There are two obvious reasons. First, although it shares a longer border with the Soviet Union than any Warsaw Pact nation, Iran hasn't been under the Kremlin's domination. So the relaxation of control that sent the winds of perestroika whirling across the central European plains never mattered in Iran. From Tehran's viewpoint, little has changed.

Second, the ideology brewed up in the Marxist-Leninist kitchens never seeped south into Iran. So when it went sour, Iran hardly noticed. The two superpowers, wedded respectively to capitalism and communism, see the world as a struggle between those alternatives. The Iranian regime, despising both, asserts a third, aggressively theological, ideology. In a letter last June lashing out at the United Nations' condemnation of its abysmal record on human rights, the Iranian government defended its use of torture and executions on just such grounds. ``By its divine outlook,'' wrote an official from the foreign ministry, ``the Islamic judicial system embodies far more superior values than any other judicial system for man and life.''

So what will Mr. Pohl find when he visits? His hosts, intent on educating him in their theology, can hardly be expected to show him anything worse than he has already recounted in the 34 harrowing pages of his most recent report, published in November. But neither, given the strength of his allegations, are his hosts apt to succeed in transforming his next report into a whitewash.

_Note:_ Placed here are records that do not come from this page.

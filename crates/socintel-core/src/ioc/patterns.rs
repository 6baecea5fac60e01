//! Compiled IOC grammars and the named predicates built on them.
//!
//! Every predicate normalises its input (trim + lowercase) and rejects
//! empty input before matching.

use once_cell::sync::Lazy;
use regex::Regex;

const OCTET: &str = r"(25[0-5]|2[0-4][0-9]|[01]?[0-9][0-9]?)";

/// Octet form used inside IPv6 embedded-IPv4 tails.
const TAIL_OCTET: &str = r"(25[0-5]|(2[0-4]|1?[0-9])?[0-9])";

static IPV4_RE: Lazy<Regex> = Lazy::new(|| {
    Regex::new(&format!(r"^{OCTET}\.({OCTET}\.){{2}}{OCTET}$")).expect("ipv4 pattern is valid")
});

static IPV6_RE: Lazy<Regex> = Lazy::new(|| {
    let h = "[0-9a-f]{1,4}";
    let v4 = format!(r"({TAIL_OCTET}\.){{3}}{TAIL_OCTET}");
    let alternatives = [
        format!("({h}:){{7}}{h}"),
        format!("({h}:){{1,7}}:"),
        format!("({h}:){{1,6}}:{h}"),
        format!("({h}:){{1,5}}(:{h}){{1,2}}"),
        format!("({h}:){{1,4}}(:{h}){{1,3}}"),
        format!("({h}:){{1,3}}(:{h}){{1,4}}"),
        format!("({h}:){{1,2}}(:{h}){{1,5}}"),
        format!("{h}:((:{h}){{1,6}})"),
        format!(":((:{h}){{1,7}}|:)"),
        "fe80:(:[0-9a-f]{0,4}){0,4}%[0-9a-z]+".to_string(),
        format!("::(ffff(:0{{1,4}})?:)?{v4}"),
        format!("({h}:){{1,4}}:{v4}"),
    ];
    Regex::new(&format!("^(?i-u:{})$", alternatives.join("|"))).expect("ipv6 pattern is valid")
});

static HASH_RE: Lazy<Regex> = Lazy::new(|| {
    Regex::new("^([a-f0-9]{32}|[a-f0-9]{40}|[a-f0-9]{64})$").expect("hash pattern is valid")
});

static FULL_URL_RE: Lazy<Regex> = Lazy::new(|| {
    Regex::new(concat!(
        r"^(https?)://",
        r"(([^\s:@/]+(:[^\s:@/]*)?@)?",
        r"((?:[a-z0-9-]+\.)+[a-z]{2,})",
        r"(:[0-9]{2,5})?",
        r"(/\S*)?",
        r"(\?[^\s#]*)?",
        r"(#\S*)?)$",
    ))
    .expect("url pattern is valid")
});

static DOMAIN_ONLY_RE: Lazy<Regex> =
    Lazy::new(|| Regex::new(r"^([a-z0-9-]+\.)+[a-z]{2,}$").expect("domain pattern is valid"));

/// Trims and lowercases an IOC candidate.
pub fn normalize(input: &str) -> String {
    input.trim().to_lowercase()
}

fn matches(re: &Regex, input: &str) -> bool {
    let normalized = normalize(input);
    !normalized.is_empty() && re.is_match(&normalized)
}

pub fn is_valid_ipv4(input: &str) -> bool {
    matches(&IPV4_RE, input)
}

/// Full IPv6 grammar: expanded, compressed, embedded IPv4 tails and
/// link-local addresses with a zone index (`fe80::1%eth0`).
pub fn is_valid_ipv6(input: &str) -> bool {
    matches(&IPV6_RE, input)
}

/// Hex digest of MD5, SHA-1 or SHA-256 length. Length is the only signal.
pub fn is_valid_hash(input: &str) -> bool {
    matches(&HASH_RE, input)
}

/// Either a full http(s) URL or a bare domain without scheme.
pub fn is_valid_url(input: &str) -> bool {
    let normalized = normalize(input);
    if normalized.is_empty() {
        return false;
    }
    FULL_URL_RE.is_match(&normalized) || DOMAIN_ONLY_RE.is_match(&normalized)
}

So the impact of the visit may be largely symbolic. And in that regard, it is well timed. Tyranny has never seemed to be more vulnerable, more fragile and evanescent. Tolerance for regimes that abuse human rights is ebbing fast, while the expectations of rapid political change seem increasingly believable. Iran won't change overnight. But the Pohl visit will reaffirm that the world cares deeply about that ancient and important nation, that it expects Iran to behave in accordance with international human-rights instruments, and that, like the East bloc regimes, the days of its repressions are numbered.